The chamber's email showed photos of overflowing garbage cans, warning that trash removal would be discontinued and the cans would be removed if the district is not renewed.
Also at jeopardy would be snow and graffiti removal, all supplemental services done by contractors to augment city services, the chamber said. A big part of the budget also goes to advertising and marketing.
An owner of a residential unit located on a commercial strip in the district could pay as much as $460 annually, the owner of a small multiuse building would pay a maximum of about $800, and a commercial unit owner would
pay a maximum of about $1,100, according to data distributed by Kimberly Bares, a consultant hired by the West Town Chamber of Commerce to assist in the 15-month renewal process .
Slightly more than half of the properties in the area are residential or small-mixed used buildings.
As part of its renewal application, the district needs at least 20 percent of the owners of the 1,270 parcels in the district to approve the tax. Kara Salgado, executive director of West Town Chamber of Commerce, said that enough signatures were received in advance of the hearing.

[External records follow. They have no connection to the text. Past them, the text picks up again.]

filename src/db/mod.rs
use mongodb::{
    bson::doc,
    options::{ClientOptions, ServerApi, ServerApiVersion},
    Client, ClientSession, Collection,
};
use secrecy::ExposeSecret;
use std::time::Duration;

use crate::{config::Config, errors::AppResult};

#[derive(Clone)]
pub struct Database {
    client: Client,
    db_name: String,
}

impl Database {
    pub async fn connect(config: &Config) -> AppResult<Self> {
        let mut client_options =
            ClientOptions::parse(config.mongo_conn_string.expose_secret()).await?;

        let server_api = ServerApi::builder().version(ServerApiVersion::V1).build();
        client_options.server_api = Some(server_api);
        client_options.max_pool_size = Some(10);
        client_options.min_pool_size = Some(2);
        client_options.connect_timeout = Some(Duration::from_secs(5));
        client_options.server_selection_timeout = Some(Duration::from_secs(5));

        let client = Client::with_options(client_options)?;

        client
            .database("admin")
            .run_command(doc! { "ping": 1 })
            .await?;

        log::info!("Connected to MongoDB database '{}'", config.mongo_db_name);

        Ok(Self {
            client,
            db_name: config.mongo_db_name.clone(),
        })
    }

    pub fn get_collection<T>(&self, collection_name: &str) -> Collection<T>
    where
        T: Send + Sync,
    {
        self.client
            .database(&self.db_name)
            .collection(collection_name)
    }

    /// Transactions need a replica set or sharded cluster on the server side.
    pub async fn start_session(&self) -> AppResult<ClientSession> {
        let session = self.client.start_session().await?;
        Ok(session)
    }

    pub async fn health_check(&self) -> AppResult<()> {
        self.client
            .database("admin")
            .run_command(doc! { "ping": 1 })
            .await?;
        Ok(())
    }
}
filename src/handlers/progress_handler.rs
use std::sync::Arc;

use actix_web::{get, web, HttpResponse};
use chrono::Utc;

use crate::{app_state::AppState, errors::AppError};

#[get("/api/users/{user_id}/subjects/{subject_id}/mastery")]
pub async fn get_subject_mastery(
    state: web::Data<Arc<AppState>>,
    path: web::Path<(String, String)>,
) -> Result<HttpResponse, AppError> {
    let (user_id, subject_id) = path.into_inner();

    let progress = state
        .progress_service
        .subject_progress(&user_id, &subject_id, Utc::now())
        .await?;
    Ok(HttpResponse::Ok().json(progress))
}

#[get("/api/users/{user_id}/courses/{course_id}/progress")]
pub async fn get_course_progress(
    state: web::Data<Arc<AppState>>,
    path: web::Path<(String, String)>,
) -> Result<HttpResponse, AppError> {
    let (user_id, course_id) = path.into_inner();

    let progress = state
        .progress_service
        .course_progress(&user_id, &course_id, Utc::now())
        .await?;
    Ok(HttpResponse::Ok().json(progress))
}
pub mod graphql_handler;
pub mod health_handler;
pub mod progress_handler;
pub mod quiz_handler;

pub use graphql_handler::{graphql, graphiql};
pub use health_handler::{health_check, health_check_live, health_check_ready};
pub use progress_handler::{get_course_progress, get_subject_mastery};
pub use quiz_handler::{attach_questions, create_quiz, get_quiz, list_user_quizzes, submit_quiz};
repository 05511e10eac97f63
pub mod helpers;
pub mod schema_impl;

pub use schema_impl::{create_schema, MutationRoot, QueryRoot, Schema};
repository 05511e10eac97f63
pub mod history_repository;
pub mod quiz_repository;
pub mod snippet_repository;

pub use history_repository::{HistoryRepository, MongoHistoryRepository};
pub use quiz_repository::{MongoQuizRepository, QuizRepository};
pub use snippet_repository::{MongoSnippetRepository, SnippetRepository};
//! File input/output and reporting.

pub mod utils;

use indicatif::{ProgressBar, ProgressStyle};

/// How to handle existing files when writing output.
#[derive(Clone, Copy, Debug, PartialEq, Eq)]
pub enum OverwriteMode {
    Ask,
    Always,
    Never,
}

/// How much non-critical information to print while working.
#[derive(Clone, Debug)]
pub enum Verbosity {
    Quiet,
    Messages,
    Progress(ProgressStyle),
}

impl Verbosity {
    /// Whether status messages should be printed.
    pub fn print_messages(&self) -> bool {
        !matches!(self, Self::Quiet)
    }

    /// Creates a progress bar for the given number of items, which is hidden
    /// unless progress should be shown.
    pub fn create_progress_bar(&self, len: usize) -> ProgressBar {
        match self {
            Self::Progress(style) => ProgressBar::new(len as u64).with_style(style.clone()),
            _ => ProgressBar::hidden(),
        }
    }
}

Neal McKnight, president of the East Village Association, said that anything less than 20 percent "would be taxation without representation."
The proposed renewal drew some controversy at a community meeting last year, prompting one property and business owner to say, "I want to know how many people come to you and say 'Please raise my taxes.'"
A small but vocal group of property owners in one section of Damen Avenue gathered signatures of opposition from property owners on their street to be removed from the proposed future map.
The City Council's Committee on Finance will hold the public hearing at 10 a.m. Thursday at City Hall on whether the district should be renewed through 2030. The full City Council would still have to sign off on the plan.
A free SSA "Supporters Trolley" will be departing from 1819 W. Chicago Ave. at 9 a.m. Thursday and transporting attendees to and from the hearing, according to a flier.
If approved, the new West Town district will now include Ashland Avenue between Division Street and Chicago Avenue, Milwaukee Avenue from Division Street to Erie, and Damen Avenue from Chicago Avenue to Huron.
West Town's SSA is one of 47 existing districts in the city that have an aggregate budget of $26 million, typically spent on supplemental services such as maintenance, public way upkeep, safety, and facade improvements.